Data records:
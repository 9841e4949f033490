//! Integration tests for validating a login form.
//!
//! The spec mixes built-in text checks with account lookups, and covers
//! `last`, `lastAll`, generic errors, redirections and sibling data.

mod common;

use common::{capture_logger, login_registry, login_spec};
use insta::assert_json_snapshot;
use serde_json::{Value, json};
use vetter_engine::{
    EngineConfig, ErrorMap, Outcome, PredicateRegistry, Validator, run_validations,
};

fn validator() -> Validator {
    Validator::new(login_registry())
}

async fn errors_for(record: Value) -> Value {
    let outcome = validator()
        .run(&login_spec(), &record)
        .await
        .expect("run should not fail");
    match outcome {
        Outcome::Passed => Value::Null,
        Outcome::Rejected(errors) => errors.to_json(),
    }
}

// ============================================================================
// Field-level stops
// ============================================================================

#[tokio::test]
async fn empty_email_reports_first_failure_per_field() {
    let errors = errors_for(json!({"email": ""})).await;
    assert_eq!(
        errors,
        json!({
            "email": "Email cannot be empty",
            "reCaptcha": "Please solve reCaptcha",
            "password": "Password cannot be empty"
        })
    );
}

#[tokio::test]
async fn non_stopping_failures_group_under_their_field() {
    let errors = errors_for(json!({"email": "asd@asd.cc", "password": "@"})).await;
    assert_eq!(
        errors,
        json!({
            "reCaptcha": "Please solve reCaptcha",
            "password": [
                "Password must contain an uppercase letter",
                "Password must contain a lowercase letter",
                "Password must contain a digit"
            ]
        })
    );
}

#[tokio::test]
async fn malformed_email_fails_format_check() {
    let errors =
        errors_for(json!({"email": "not-an-email", "password": "aA1", "reCaptcha": "XXX"})).await;
    assert_eq!(errors, json!({"email": "Email is not valid"}));
}

// ============================================================================
// Run-level stops
// ============================================================================

#[tokio::test]
async fn last_all_skips_everything_after_it() {
    let errors =
        errors_for(json!({"email": "ghost@nowhere.io", "password": "aA1", "reCaptcha": "XXX"}))
            .await;
    assert_eq!(errors, json!({"_error": "No such user found"}));
}

#[tokio::test]
async fn last_all_keeps_errors_filed_before_it() {
    let errors =
        errors_for(json!({"email": "ghost@nowhere.io", "password": "@", "reCaptcha": ""})).await;
    assert_eq!(
        errors,
        json!({
            "reCaptcha": "Please solve reCaptcha",
            "_error": "No such user found"
        })
    );
}

#[tokio::test]
async fn locked_account_stops_remaining_password_rules() {
    let errors =
        errors_for(json!({"email": "asd@asd.cc", "password": "LockedOut1", "reCaptcha": "XXX"}))
            .await;
    assert_eq!(
        errors,
        json!({
            "_error": {
                "_message": "Your account is locked after too many attempts. Contact us to get it enabled",
                "_redirection": [{"href": "/contact", "title": "Contact us"}]
            }
        })
    );
}

#[tokio::test]
async fn wrong_password_is_filed_under_the_field() {
    let errors =
        errors_for(json!({"email": "asd@asd.cc", "password": "WrongPass1", "reCaptcha": "XXX"}))
            .await;
    assert_eq!(errors, json!({"password": "Password is not valid"}));
}

// ============================================================================
// Payloads
// ============================================================================

#[tokio::test]
async fn redirection_templates_are_interpolated() {
    let errors =
        errors_for(json!({"email": "asd@asd.cc", "password": "FailForTest", "reCaptcha": "XXX"}))
            .await;
    assert_json_snapshot!(errors, @r#"
    {
      "_error": {
        "_message": "Given value FailForTest will cause fail",
        "_redirection": [
          {
            "href": "/value/in/link/FailForTest",
            "title": "Also in title \"FailForTest\""
          }
        ]
      }
    }
    "#);
}

#[tokio::test]
async fn sibling_data_reaches_the_predicate() {
    let errors =
        errors_for(json!({"email": "new@user.io", "password": "aA1", "reCaptcha": "XXX"})).await;
    assert_eq!(
        errors,
        json!({
            "_error": {
                "_message": "Your account email is not verified, check your email",
                "_redirection": [
                    {"href": "/resend-verification-email/new@user.io", "title": "Send Verification Email"},
                    {"href": "/verify-account", "title": "Verify"}
                ]
            }
        })
    );
}

// ============================================================================
// Whole runs
// ============================================================================

#[tokio::test]
async fn valid_login_passes() {
    let outcome = validator()
        .run(
            &login_spec(),
            &json!({"email": "asd@asd.cc", "password": "aA1", "reCaptcha": "XXX"}),
        )
        .await
        .unwrap();
    assert_eq!(outcome, Outcome::Passed);
    assert!(outcome.into_result().is_ok());
}

#[tokio::test]
async fn numeric_expectations_ignore_integer_float_spelling() {
    let mut registry = PredicateRegistry::new();
    registry.register_fn("ratio", |_, _| Ok(json!(3.0)));
    registry.register_fn("count", |_, _| Ok(json!(3)));
    let spec: Value = serde_json::from_str(
        r#"{
            "a": {"v": "ratio", "ex": 3, "m": "a bad"},
            "b": {"v": "count", "ex": 3.0, "m": "b bad"}
        }"#,
    )
    .unwrap();

    let outcome = Validator::new(registry).run(&spec, &json!({})).await.unwrap();
    assert!(outcome.is_passed(), "unexpected errors: {:?}", outcome.errors());
}

#[tokio::test]
async fn repeated_runs_give_the_same_outcome() {
    let v = validator();
    let spec = login_spec();
    let record = json!({"email": "asd@asd.cc", "password": "@"});

    let first = v.run(&spec, &record).await.unwrap();
    let second = v.run(&spec, &record).await.unwrap();
    assert_eq!(first, second);
}

#[tokio::test]
async fn empty_or_missing_spec_is_a_setup_error() {
    for spec in [json!({}), Value::Null, json!("email")] {
        let outcome = validator().run(&spec, &json!({"email": ""})).await.unwrap();
        let errors = outcome.into_result().unwrap_err();
        assert_eq!(
            errors.to_json(),
            json!({"_error": "No validations setup, cannot continue."})
        );
    }
}

#[tokio::test]
async fn interleaved_matches_sequential_without_timing_differences() {
    let spec = login_spec();
    let record = json!({"email": "ghost@nowhere.io", "password": "@", "reCaptcha": ""});

    let sequential = validator().run(&spec, &record).await.unwrap();
    let interleaved = validator()
        .with_config(EngineConfig::interleaved())
        .run(&spec, &record)
        .await
        .unwrap();
    assert_eq!(sequential, interleaved);
}

#[tokio::test]
async fn run_validations_wraps_a_one_off_validator() {
    let (lines, logger) = capture_logger();
    let outcome = run_validations(
        &json!({"email": {"v": "is_empty", "m": "Email cannot be empty"}}),
        &json!({"email": ""}),
        login_registry(),
        Some(logger),
    )
    .await
    .unwrap();

    let errors: &ErrorMap = outcome.errors().unwrap();
    assert_eq!(errors.keys().collect::<Vec<_>>(), vec!["email"]);
    assert!(!lines.lock().unwrap().is_empty());
}

// ============================================================================
// Trace lines
// ============================================================================

#[tokio::test]
async fn trace_lines_describe_each_rule() {
    let (lines, logger) = capture_logger();
    let spec = json!({
        "email": [
            {"v": "is_empty", "m": "Email cannot be empty", "last": true},
            {"v": "is_email", "m": "Email is not valid", "ex": true, "w": true}
        ],
        "token": {"v": "checked_on_server", "m": "Token is not valid"}
    });

    validator()
        .with_logger(logger)
        .run(&spec, &json!({"email": ""}))
        .await
        .unwrap();

    let lines = lines.lock().unwrap();
    assert_eq!(
        *lines,
        vec![
            "[validation-invalid  ] -- `token` Invalid or server side validator. // Token is not valid",
            "[validation-start    ] -- [ ] is_empty(...\"\") // Email cannot be empty",
            "[validation-result   ] -- [✗] is_empty(...) = true // Email cannot be empty",
            "[validation-skipped  ] -- `email` Skipping, an earlier rule for this field was last. // Email is not valid",
        ]
    );
}

#[tokio::test]
async fn redacted_trace_omits_values() {
    let (lines, logger) = capture_logger();
    validator()
        .with_config(EngineConfig::default().with_redact_values(true))
        .with_logger(logger)
        .run(
            &json!({"password": {"v": "is_empty", "m": "Password cannot be empty"}}),
            &json!({"password": "hunter2"}),
        )
        .await
        .unwrap();

    let lines = lines.lock().unwrap();
    assert!(lines.iter().all(|line| !line.contains("hunter2")));
    assert!(lines[0].contains("is_empty(...)"));
}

Action item:
The answer must consist of every line from the data that contains the word "FailForTest".

Output of the task:
        errors_for(json!({"email": "asd@asd.cc", "password": "FailForTest", "reCaptcha": "XXX"}))
        "_message": "Given value FailForTest will cause fail",
            "href": "/value/in/link/FailForTest",
            "title": "Also in title \"FailForTest\""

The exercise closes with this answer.